| Assigned task |
Look through the records and copy each line with the string "facing" in it.

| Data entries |

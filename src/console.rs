// Copyright (c) 2025 - Cowboy AI, Inc.
//! Operator-facing output
//!
//! Progress lines an operator reads are kept apart from `tracing` diagnostics so
//! they can be captured and asserted on.

use std::sync::Mutex;

/// Sink for operator-facing progress lines
pub trait Console: Send + Sync {
    /// Emit one (possibly multi-line) message
    fn echo(&self, message: &str);
}

/// Writes to standard output
#[derive(Debug, Default, Clone, Copy)]
pub struct StdoutConsole;

impl Console for StdoutConsole {
    fn echo(&self, message: &str) {
        println!("{message}");
    }
}

/// Keeps every message in memory
#[derive(Debug, Default)]
pub struct RecordingConsole {
    lines: Mutex<Vec<String>>,
}

impl RecordingConsole {
    pub fn new() -> Self {
        Self::default()
    }

    /// Messages recorded so far
    pub fn lines(&self) -> Vec<String> {
        match self.lines.lock() {
            Ok(lines) => lines.clone(),
            Err(poisoned) => poisoned.into_inner().clone(),
        }
    }

    /// All messages joined by newlines
    pub fn transcript(&self) -> String {
        self.lines().join("\n")
    }

    pub fn contains(&self, needle: &str) -> bool {
        self.lines().iter().any(|line| line.contains(needle))
    }
}

impl Console for RecordingConsole {
    fn echo(&self, message: &str) {
        match self.lines.lock() {
            Ok(mut lines) => lines.push(message.to_string()),
            Err(poisoned) => poisoned.into_inner().push(message.to_string()),
        }
    }
}
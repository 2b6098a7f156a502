// Copyright (c) 2025 - Cowboy AI, Inc.
//! Property-Based Tests for IPv4 Host Pools

use std::net::Ipv4Addr;

use cx_attach::domain::IpPool;
use ipnet::Ipv4Net;
use proptest::prelude::*;

/// Gateway interface addresses with prefixes small enough to exhaust quickly
fn gateway() -> impl Strategy<Value = Ipv4Net> {
    (any::<u32>(), 22u8..=32).prop_map(|(raw, prefix)| {
        Ipv4Net::new(Ipv4Addr::from(raw), prefix).expect("prefix is in range")
    })
}

proptest! {
    /// Addresses stay inside the subnet, skip reserved addresses and ascend
    #[test]
    fn prop_pool_yields_ascending_usable_hosts(gateway in gateway()) {
        let pool = IpPool::from_gateway(gateway);
        let network = gateway.trunc();
        let addresses: Vec<Ipv4Net> = pool.collect();

        for address in &addresses {
            prop_assert_eq!(address.prefix_len(), network.prefix_len());
            prop_assert!(network.contains(&address.addr()));
            prop_assert_ne!(address.addr(), gateway.addr());
            prop_assert_ne!(address.addr(), network.network());
            prop_assert_ne!(address.addr(), network.broadcast());
        }
        prop_assert!(addresses.windows(2).all(|pair| pair[0].addr() < pair[1].addr()));
    }

    /// The pool hands out every usable host except the gateway
    #[test]
    fn prop_pool_size_accounts_for_gateway(gateway in gateway()) {
        let network = gateway.trunc();
        let count = IpPool::from_gateway(gateway).count();

        if network.prefix_len() > 30 {
            prop_assert_eq!(count, 0);
        } else {
            let hosts = (1usize << (32 - network.prefix_len())) - 2;
            let gateway_is_host = gateway.addr() != network.network()
                && gateway.addr() != network.broadcast();
            let expected = if gateway_is_host { hosts - 1 } else { hosts };
            prop_assert_eq!(count, expected);
        }
    }

    /// Exhaustion is permanent
    #[test]
    fn prop_exhausted_pool_stays_empty(gateway in gateway()) {
        let mut pool = IpPool::from_gateway(gateway);
        while pool.next_address().is_some() {}
        prop_assert_eq!(pool.next_address(), None);
        prop_assert_eq!(pool.gateway(), gateway.addr());
    }
}

#[test]
fn test_pool_from_documented_gateway() {
    let mut pool = IpPool::parse("10.20.1.1/24").expect("valid prefix");
    assert_eq!(
        pool.next_address().map(|net| net.to_string()),
        Some("10.20.1.2/24".to_string())
    );
    assert!(IpPool::parse("not-a-prefix").is_none());
}
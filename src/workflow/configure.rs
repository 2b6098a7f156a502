// Copyright (c) 2025 - Cowboy AI, Inc.
//! In-pod interface configuration
//!
//! Each [`NodeInterfaceConfig`] becomes one idempotent shell script run inside
//! the device's container. Scripts that fail because the interface has not
//! appeared in the pod yet are retried until the pod deadline.

use std::collections::BTreeMap;

use tokio::time::{sleep, Instant};
use tracing::{info, warn};

use super::Workflow;
use crate::errors::{AttachResult, CommandError};
use crate::render::NodeInterfaceConfig;

/// Error fragments meaning the target device is not visible in the pod yet
pub const DEVICE_PENDING_PHRASES: [&str; 3] = ["Device \"", "Cannot find device", "does not exist"];

/// Whether a failed command only saw a not-yet-created device
pub fn is_device_pending(err: &CommandError) -> bool {
    DEVICE_PENDING_PHRASES
        .iter()
        .any(|phrase| err.mentions(phrase))
}

/// Shell script assigning the address, creating the VLAN sub-interface if needed
pub fn configure_script(config: &NodeInterfaceConfig) -> String {
    let base = &config.interface;
    let ip = &config.ip_address;
    let target = config.target_interface();

    let mut script = match &config.vlan {
        Some(vlan) => format!(
            "ip link set {base} up \
             && (ip link show {target} >/dev/null 2>&1 || ip link add link {base} name {target} type vlan id {vlan}) \
             && ip link set {target} up \
             && ip addr flush dev {target} \
             && ip addr add {ip} dev {target}"
        ),
        None => format!(
            "ip addr flush dev {base} \
             && ip addr add {ip} dev {base} \
             && ip link set {base} up"
        ),
    };

    if let Some(gateway) = &config.gateway {
        let gateway = gateway.split('/').next().unwrap_or(gateway);
        script.push_str(&format!(" && ip route replace default via {gateway} dev {target}"));
    }
    script
}

impl Workflow<'_> {
    /// Push every interface config, resolving pods not awaited earlier
    pub(super) async fn configure_interfaces(
        &self,
        configs: &[NodeInterfaceConfig],
        pods: &mut BTreeMap<String, String>,
    ) -> AttachResult<Vec<String>> {
        let mut configured = Vec::with_capacity(configs.len());

        for config in configs {
            let vlan_suffix = config
                .vlan
                .as_ref()
                .map(|vlan| format!(".{vlan}"))
                .unwrap_or_default();
            self.echo(format!(
                "Configuring {}: {}{vlan_suffix} -> {}",
                config.name, config.interface, config.ip_address
            ));

            let pod = match pods.get(&config.name) {
                Some(pod) => pod.clone(),
                None => {
                    let pod = self.wait_for_pod(&config.name).await?;
                    pods.insert(config.name.clone(), pod.clone());
                    pod
                }
            };

            self.push_config(config, &pod).await?;
            info!(device = %config.name, pod = %pod, interface = %config.target_interface(), "interface configured");

            if self.config.debug {
                let state = self
                    .pods
                    .exec(
                        &self.config.core_namespace,
                        &pod,
                        &config.name,
                        &["ip", "addr", "show", config.interface.as_str()].map(str::to_string),
                    )
                    .await?;
                self.echo(format!("Debug: interface state for {}\n{state}", config.name));
            }
            configured.push(config.name.clone());
        }

        Ok(configured)
    }

    async fn push_config(&self, config: &NodeInterfaceConfig, pod: &str) -> AttachResult<()> {
        let command = ["sh".to_string(), "-c".to_string(), configure_script(config)];
        let deadline = Instant::now() + self.config.timeouts.pod_deadline;

        loop {
            match self
                .pods
                .exec(&self.config.core_namespace, pod, &config.name, &command)
                .await
            {
                Ok(_) => return Ok(()),
                Err(err) if is_device_pending(&err) && Instant::now() < deadline => {
                    warn!(device = %config.name, error = %err, "interface not visible yet, retrying");
                    sleep(self.config.timeouts.poll_interval).await;
                }
                Err(err) => return Err(err.into()),
            }
        }
    }
}
// Copyright (c) 2025 - Cowboy AI, Inc.
//! Waiting for simulation pods

use std::collections::BTreeMap;

use tokio::time::{sleep, Instant};
use tracing::{debug, info};

use super::Workflow;
use crate::cluster::kubectl::pod_selector;
use crate::errors::{AttachError, AttachResult};

impl Workflow<'_> {
    /// Poll until a Ready pod backs `device`, or fail once the deadline passes
    ///
    /// Lookup and readiness errors are expected while the pod is being
    /// scheduled and only end the current attempt.
    pub(super) async fn wait_for_pod(&self, device: &str) -> AttachResult<String> {
        let timeouts = self.config.timeouts;
        let namespace = &self.config.core_namespace;
        let selector = pod_selector(device);
        let deadline = Instant::now() + timeouts.pod_deadline;

        while Instant::now() < deadline {
            match self.pods.find_pod(namespace, &selector).await {
                Ok(Some(pod)) => match self.pods.wait_ready(namespace, &pod, timeouts.pod_ready).await {
                    Ok(()) => {
                        info!(device, pod = %pod, "simulation pod ready");
                        self.debug_echo(format!("Debug: pod ready for {device}: {pod}"));
                        return Ok(pod);
                    }
                    Err(err) => debug!(device, pod = %pod, error = %err, "pod not ready yet"),
                },
                Ok(None) => debug!(device, %selector, "no pod yet"),
                Err(err) => debug!(device, error = %err, "pod lookup failed"),
            }
            sleep(timeouts.poll_interval).await;
        }

        Err(AttachError::Timeout {
            device: device.to_string(),
        })
    }

    /// Wait for every device in order, returning device → pod
    pub(super) async fn collect_pods(&self, devices: &[String]) -> AttachResult<BTreeMap<String, String>> {
        let mut pods = BTreeMap::new();
        for device in devices {
            self.echo(format!("Waiting for simulation pod {device}"));
            let pod = self.wait_for_pod(device).await?;
            pods.insert(device.clone(), pod);
        }
        Ok(pods)
    }
}
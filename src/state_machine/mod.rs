// Copyright (c) 2025 - Cowboy AI, Inc.
//! Finite State Machine Abstractions
//!
//! Generic, pure state machine types. Transitions are deterministic functions
//! with no side effects; callers perform the side effect and then record the
//! step, so an out-of-order step is caught before anything else happens.
//!
//! This is a **Mealy Machine**: output depends on both state and input:
//! ```text
//! (State, Input) → (State, Output)
//! ```
//!
//! # Example
//!
//! ```rust,ignore
//! use cx_attach::state_machine::*;
//!
//! enum Door { Open, Closed }
//! enum Push { Toggle }
//!
//! impl StateMachine for Door {
//!     type Input = Push;
//!     type Output = ();
//!
//!     fn transition(&self, input: &Self::Input) -> TransitionResult<(Self, Self::Output)> {
//!         match (self, input) {
//!             (Door::Open, Push::Toggle) => Ok((Door::Closed, ())),
//!             (Door::Closed, Push::Toggle) => Ok((Door::Open, ())),
//!         }
//!     }
//! }
//! ```

pub mod workflow_lifecycle;

pub use workflow_lifecycle::{WorkflowState, WorkflowStep};

/// Result of a state transition
pub type TransitionResult<S> = Result<S, TransitionError>;

/// Errors that can occur during state transitions
#[derive(Debug, Clone, PartialEq, Eq, thiserror::Error)]
pub enum TransitionError {
    /// Transition from current state to target state is not allowed
    #[error("Invalid transition from {from} to {to}")]
    InvalidTransition { from: String, to: String },
}

/// Finite state machine with typed states, inputs and outputs
pub trait StateMachine: Sized + Clone {
    /// Input type that triggers transitions
    type Input;

    /// Output type produced by transitions (use () if none)
    type Output;

    /// Attempt to transition to a new state given an input
    ///
    /// # Returns
    /// - Ok((new_state, output)) if transition is valid
    /// - Err(TransitionError) if transition is invalid
    fn transition(&self, input: &Self::Input) -> TransitionResult<(Self, Self::Output)>;

    /// Check if a transition is valid without performing it
    fn can_transition(&self, input: &Self::Input) -> bool {
        self.transition(input).is_ok()
    }

    /// Inputs accepted from the current state (if enumerable)
    fn valid_inputs(&self) -> Vec<Self::Input>
    where
        Self::Input: Clone,
    {
        Vec::new()
    }
}

/// One recorded transition
#[derive(Debug, Clone)]
pub struct Transition<S, I> {
    /// State before transition
    pub from: S,

    /// State after transition
    pub to: S,

    /// Input that triggered transition
    pub input: I,

    /// Timestamp of transition
    pub timestamp: chrono::DateTime<chrono::Utc>,
}

impl<S, I> Transition<S, I> {
    /// Create a new transition record
    pub fn new(from: S, to: S, input: I, timestamp: chrono::DateTime<chrono::Utc>) -> Self {
        Self {
            from,
            to,
            input,
            timestamp,
        }
    }
}

/// State machine that keeps every transition it made
#[derive(Debug, Clone)]
pub struct StateMachineWithHistory<FSM: StateMachine> {
    /// Current state
    pub current: FSM,

    /// Transition history
    pub history: Vec<Transition<FSM, FSM::Input>>,
}

impl<FSM: StateMachine> StateMachineWithHistory<FSM> {
    /// Create a new state machine with history tracking
    pub fn new(initial: FSM) -> Self {
        Self {
            current: initial,
            history: Vec::new(),
        }
    }

    /// Transition with history recording
    pub fn transition_with_history(
        &mut self,
        input: FSM::Input,
        timestamp: chrono::DateTime<chrono::Utc>,
    ) -> TransitionResult<FSM::Output>
    where
        FSM::Input: Clone,
    {
        let from = self.current.clone();
        let (to, output) = self.current.transition(&input)?;

        // Record transition
        self.history
            .push(Transition::new(from, to.clone(), input, timestamp));

        self.current = to;
        Ok(output)
    }

    /// Get transition history
    pub fn get_history(&self) -> &[Transition<FSM, FSM::Input>] {
        &self.history
    }

    /// Get current state
    pub fn current_state(&self) -> &FSM {
        &self.current
    }
}
// Copyright (c) 2025 - Cowboy AI, Inc.
//! cx-attach
//!
//! Attach simulated devices to an EDA fabric, remove them again, or print the
//! spec auto mode would generate.
//!
//! Prerequisites:
//! 1. `kubectl` configured for the target cluster
//! 2. `etc` on PATH (apply/remove)
//!
//! Namespaces default to `TOPO_NS` / `CORE_NS`, then `eda` / `eda-system`.

use std::path::PathBuf;

use anyhow::{Context, Result};
use clap::{Args, Parser, Subcommand};
use tracing::info;
use tracing_subscriber::EnvFilter;

use cx_attach::{
    build_auto_plan, AttachConfig, Etc, Kubectl, SpecSource, StdoutConsole, Workflow,
};

#[derive(Debug, Parser)]
#[command(name = "cx-attach", version, about = "Attach simulated edge devices to an EDA fabric")]
struct Cli {
    #[command(subcommand)]
    command: Command,
}

#[derive(Debug, Subcommand)]
enum Command {
    /// Render, apply and configure a simulation
    Apply(ApplyArgs),
    /// Delete a previously applied simulation
    Remove(CommonArgs),
    /// Print the auto-generated simulation spec as YAML
    Plan(PlanArgs),
}

#[derive(Debug, Args)]
struct CommonArgs {
    /// Simplified simulation spec (YAML)
    #[arg(long, conflicts_with = "auto", required_unless_present = "auto")]
    spec: Option<PathBuf>,

    /// Generate the spec from VirtualNetwork and Interface resources
    #[arg(long)]
    auto: bool,

    /// Namespace holding topology and simulation resources
    #[arg(short = 'n', long = "topology-namespace")]
    topology_namespace: Option<String>,

    /// Namespace the simulation pods run in
    #[arg(short = 'c', long = "core-namespace")]
    core_namespace: Option<String>,

    /// Echo manifests, command output and interface state
    #[arg(long)]
    debug: bool,
}

#[derive(Debug, Args)]
struct ApplyArgs {
    #[command(flatten)]
    common: CommonArgs,

    /// Keep the rendered manifest at this path
    #[arg(long)]
    emit_crds: Option<PathBuf>,

    /// Reject attachments to fabric nodes that do not exist
    #[arg(long)]
    check_fabric: bool,
}

#[derive(Debug, Args)]
struct PlanArgs {
    /// Namespace holding VirtualNetwork and Interface resources
    #[arg(short = 'n', long = "topology-namespace")]
    topology_namespace: Option<String>,
}

impl CommonArgs {
    fn config(&self) -> AttachConfig {
        let mut config = AttachConfig::from_env().with_debug(self.debug);
        if let Some(namespace) = &self.topology_namespace {
            config = config.with_topology_namespace(namespace);
        }
        if let Some(namespace) = &self.core_namespace {
            config = config.with_core_namespace(namespace);
        }
        config
    }

    fn source(&self) -> SpecSource {
        match &self.spec {
            Some(path) => SpecSource::File(path.clone()),
            None => SpecSource::Auto,
        }
    }
}

fn init_tracing(debug: bool) {
    let default = if debug { "debug" } else { "info" };
    tracing_subscriber::fmt()
        .with_env_filter(
            EnvFilter::try_from_default_env().unwrap_or_else(|_| EnvFilter::new(default)),
        )
        .with_target(false)
        .with_writer(std::io::stderr)
        .init();
}

async fn run(cli: Cli) -> Result<()> {
    let kubectl = Kubectl::default();
    let etc = Etc::default();
    let console = StdoutConsole;

    match cli.command {
        Command::Apply(args) => {
            let config = args
                .common
                .config()
                .with_emit_crds(args.emit_crds.clone())
                .with_check_fabric(args.check_fabric);
            let workflow = Workflow::new(&kubectl, &etc, &kubectl, &console, &config);
            let report = workflow
                .apply(&args.common.source())
                .await
                .context("apply failed")?;
            info!(
                configured = report.configured.len(),
                steps = report.trail.len(),
                "apply complete"
            );
        }
        Command::Remove(args) => {
            let config = args.config();
            let workflow = Workflow::new(&kubectl, &etc, &kubectl, &console, &config);
            let report = workflow
                .remove(&args.source())
                .await
                .context("remove failed")?;
            info!(lingering = report.lingering.len(), "remove complete");
        }
        Command::Plan(args) => {
            let mut config = AttachConfig::from_env();
            if let Some(namespace) = args.topology_namespace {
                config = config.with_topology_namespace(namespace);
            }
            let plan = build_auto_plan(&kubectl, &config.topology_namespace)
                .await
                .context("auto plan failed")?;
            print!("{}", plan.to_yaml()?);
        }
    }
    Ok(())
}

#[tokio::main]
async fn main() {
    let cli = Cli::parse();
    let debug = match &cli.command {
        Command::Apply(args) => args.common.debug,
        Command::Remove(args) => args.debug,
        Command::Plan(_) => false,
    };
    init_tracing(debug);

    if let Err(err) = run(cli).await {
        eprintln!("Error: {:#}", err);
        std::process::exit(1);
    }
}
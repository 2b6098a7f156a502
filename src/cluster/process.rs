// Copyright (c) 2025 - Cowboy AI, Inc.
//! Subprocess execution

use std::io::ErrorKind;

use async_trait::async_trait;
use tokio::process::Command;
use tracing::debug;

use crate::errors::CommandError;

/// Runs an external program and returns its trimmed stdout
#[async_trait]
pub trait CommandRunner: Send + Sync {
    async fn run(&self, program: &str, args: &[String]) -> Result<String, CommandError>;
}

/// [`CommandRunner`] backed by `tokio::process`
#[derive(Debug, Default, Clone, Copy)]
pub struct ProcessRunner;

/// Command line as shown in errors and debug output
pub fn command_line(program: &str, args: &[String]) -> String {
    std::iter::once(program)
        .chain(args.iter().map(String::as_str))
        .collect::<Vec<_>>()
        .join(" ")
}

#[async_trait]
impl CommandRunner for ProcessRunner {
    async fn run(&self, program: &str, args: &[String]) -> Result<String, CommandError> {
        let rendered = command_line(program, args);
        debug!(command = %rendered, "running command");

        let output = match Command::new(program).args(args).output().await {
            Ok(output) => output,
            Err(err) if err.kind() == ErrorKind::NotFound => {
                return Err(CommandError::NotFound { command: rendered });
            }
            Err(err) => return Err(CommandError::failed(rendered, "", err.to_string())),
        };

        let stdout = String::from_utf8_lossy(&output.stdout);
        if !output.status.success() {
            let stderr = String::from_utf8_lossy(&output.stderr);
            debug!(command = %rendered, status = ?output.status.code(), "command failed");
            return Err(CommandError::failed(rendered, stdout, stderr));
        }

        Ok(stdout.trim_end().to_string())
    }
}
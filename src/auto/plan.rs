// Copyright (c) 2025 - Cowboy AI, Inc.
//! Attachment Merge, Renaming and Plan Assembly
//!
//! # Merge
//!
//! Attachments are grouped by Interface resource name so each physical port
//! yields one logical attachment. The primary of a group is the first after
//! sorting on:
//!
//! 1. has an allocated address (with address first)
//! 2. VLAN id, compared as text (missing sorts as empty)
//! 3. VirtualNetwork name
//!
//! # Rename
//!
//! Merged attachments are sorted by
//! `(fabric node, fabric port, virtual network, vlan name, interface name)` and
//! devices are renamed `server1`, `server2`, ... in that order, the first
//! occurrence of a prior name fixing its new one.

use std::collections::BTreeMap;

use serde::{Deserialize, Serialize};
use serde_json::Value;

use super::collect::{AutoAttachment, SimDeviceRecord};
use super::DEFAULT_SIM_INTERFACE;
use crate::errors::AttachResult;

/// Prefix of renamed simulated devices
pub const SERVER_PREFIX: &str = "server";

/// Keep one primary attachment per Interface resource
pub fn merge_attachments(
    devices: &mut BTreeMap<String, SimDeviceRecord>,
    attachments: Vec<AutoAttachment>,
) -> Vec<AutoAttachment> {
    let mut grouped: BTreeMap<String, Vec<AutoAttachment>> = BTreeMap::new();
    for attachment in attachments {
        grouped
            .entry(attachment.interface_name.clone())
            .or_default()
            .push(attachment);
    }

    grouped
        .into_values()
        .filter_map(|mut group| {
            group.sort_by(|a, b| {
                let key = |att: &AutoAttachment| {
                    (
                        att.ip_address.is_none(),
                        att.vlan_id.clone().unwrap_or_default(),
                        att.virtual_network.clone(),
                    )
                };
                key(a).cmp(&key(b))
            });
            let primary = group.into_iter().next()?;
            if let Some(device) = devices.get_mut(&primary.sim_name) {
                device.absorb(primary.vlan_id.as_deref(), primary.ip_address, None);
            }
            Some(primary)
        })
        .collect()
}

/// Renumber devices `server1..N` in canonical attachment order
pub fn rename_servers(
    devices: &BTreeMap<String, SimDeviceRecord>,
    mut attachments: Vec<AutoAttachment>,
) -> (Vec<SimDeviceRecord>, Vec<AutoAttachment>) {
    attachments.sort_by(|a, b| {
        (
            &a.fabric_node,
            &a.fabric_interface,
            &a.virtual_network,
            &a.vlan_name,
            &a.interface_name,
        )
            .cmp(&(
                &b.fabric_node,
                &b.fabric_interface,
                &b.virtual_network,
                &b.vlan_name,
                &b.interface_name,
            ))
    });

    let mut name_map: BTreeMap<String, String> = BTreeMap::new();
    let mut renamed_devices = Vec::new();

    for attachment in &mut attachments {
        let new_name = match name_map.get(&attachment.sim_name) {
            Some(name) => name.clone(),
            None => {
                let name = format!("{SERVER_PREFIX}{}", name_map.len() + 1);
                name_map.insert(attachment.sim_name.clone(), name.clone());

                let mut device = devices
                    .get(&attachment.sim_name)
                    .cloned()
                    .unwrap_or_else(|| SimDeviceRecord::new(name.clone()));
                device.name = name.clone();
                renamed_devices.push(device);
                name
            }
        };
        attachment.sim_name = new_name;
    }

    (renamed_devices, attachments)
}

/// A `simNodes[]` entry of a generated spec
#[derive(Debug, Clone, PartialEq, Eq, Serialize, Deserialize)]
#[serde(rename_all = "camelCase")]
pub struct PlannedSimNode {
    pub name: String,
    pub image: String,
    #[serde(rename = "type")]
    pub node_type: String,
    pub interface: String,
    #[serde(skip_serializing_if = "Option::is_none")]
    pub vlan: Option<String>,
    #[serde(skip_serializing_if = "Option::is_none")]
    pub ip_address: Option<String>,
    #[serde(skip_serializing_if = "Option::is_none")]
    pub gateway: Option<String>,
}

impl From<SimDeviceRecord> for PlannedSimNode {
    fn from(record: SimDeviceRecord) -> Self {
        Self {
            name: record.name,
            image: record.image,
            node_type: record.node_type,
            interface: record.interface,
            vlan: record.vlan,
            ip_address: record.ip_address.map(|ip| ip.to_string()),
            gateway: record.gateway.map(|gw| gw.to_string()),
        }
    }
}

/// A `topology[]` entry of a generated spec
#[derive(Debug, Clone, PartialEq, Eq, Serialize, Deserialize)]
#[serde(rename_all = "camelCase")]
pub struct PlannedAttachment {
    pub node: String,
    pub interface: String,
    pub sim_node: String,
    pub sim_node_interface: String,
    #[serde(skip_serializing_if = "Option::is_none")]
    pub vlan: Option<String>,
}

impl From<&AutoAttachment> for PlannedAttachment {
    fn from(attachment: &AutoAttachment) -> Self {
        Self {
            node: attachment.fabric_node.clone(),
            interface: attachment.fabric_interface.clone(),
            sim_node: attachment.sim_name.clone(),
            sim_node_interface: DEFAULT_SIM_INTERFACE.to_string(),
            vlan: attachment.vlan_id.clone().filter(|v| !v.is_empty()),
        }
    }
}

/// Simplified spec synthesized from cluster resources
#[derive(Debug, Clone, PartialEq, Eq, Serialize, Deserialize)]
#[serde(rename_all = "camelCase")]
pub struct PlannedSpec {
    pub sim_nodes: Vec<PlannedSimNode>,
    pub topology: Vec<PlannedAttachment>,
}

/// Generated spec plus the attachments it was built from
#[derive(Debug, Clone, PartialEq, Eq)]
pub struct AutoPlan {
    pub spec: PlannedSpec,
    pub attachments: Vec<AutoAttachment>,
}

impl AutoPlan {
    /// Assemble a plan from renamed devices and attachments
    pub fn new(devices: Vec<SimDeviceRecord>, attachments: Vec<AutoAttachment>) -> Self {
        let spec = PlannedSpec {
            sim_nodes: devices.into_iter().map(PlannedSimNode::from).collect(),
            topology: attachments.iter().map(PlannedAttachment::from).collect(),
        };
        Self { spec, attachments }
    }

    pub fn sim_node_names(&self) -> Vec<&str> {
        self.spec
            .sim_nodes
            .iter()
            .map(|node| node.name.as_str())
            .collect()
    }

    /// Generated spec as a document accepted by the spec validator
    pub fn to_document(&self) -> AttachResult<Value> {
        Ok(serde_json::to_value(&self.spec)?)
    }

    /// Generated spec as YAML
    pub fn to_yaml(&self) -> AttachResult<String> {
        Ok(serde_yaml::to_string(&self.spec)?)
    }
}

| Solution |
//! Operator-facing output
/// Sink for operator-facing progress lines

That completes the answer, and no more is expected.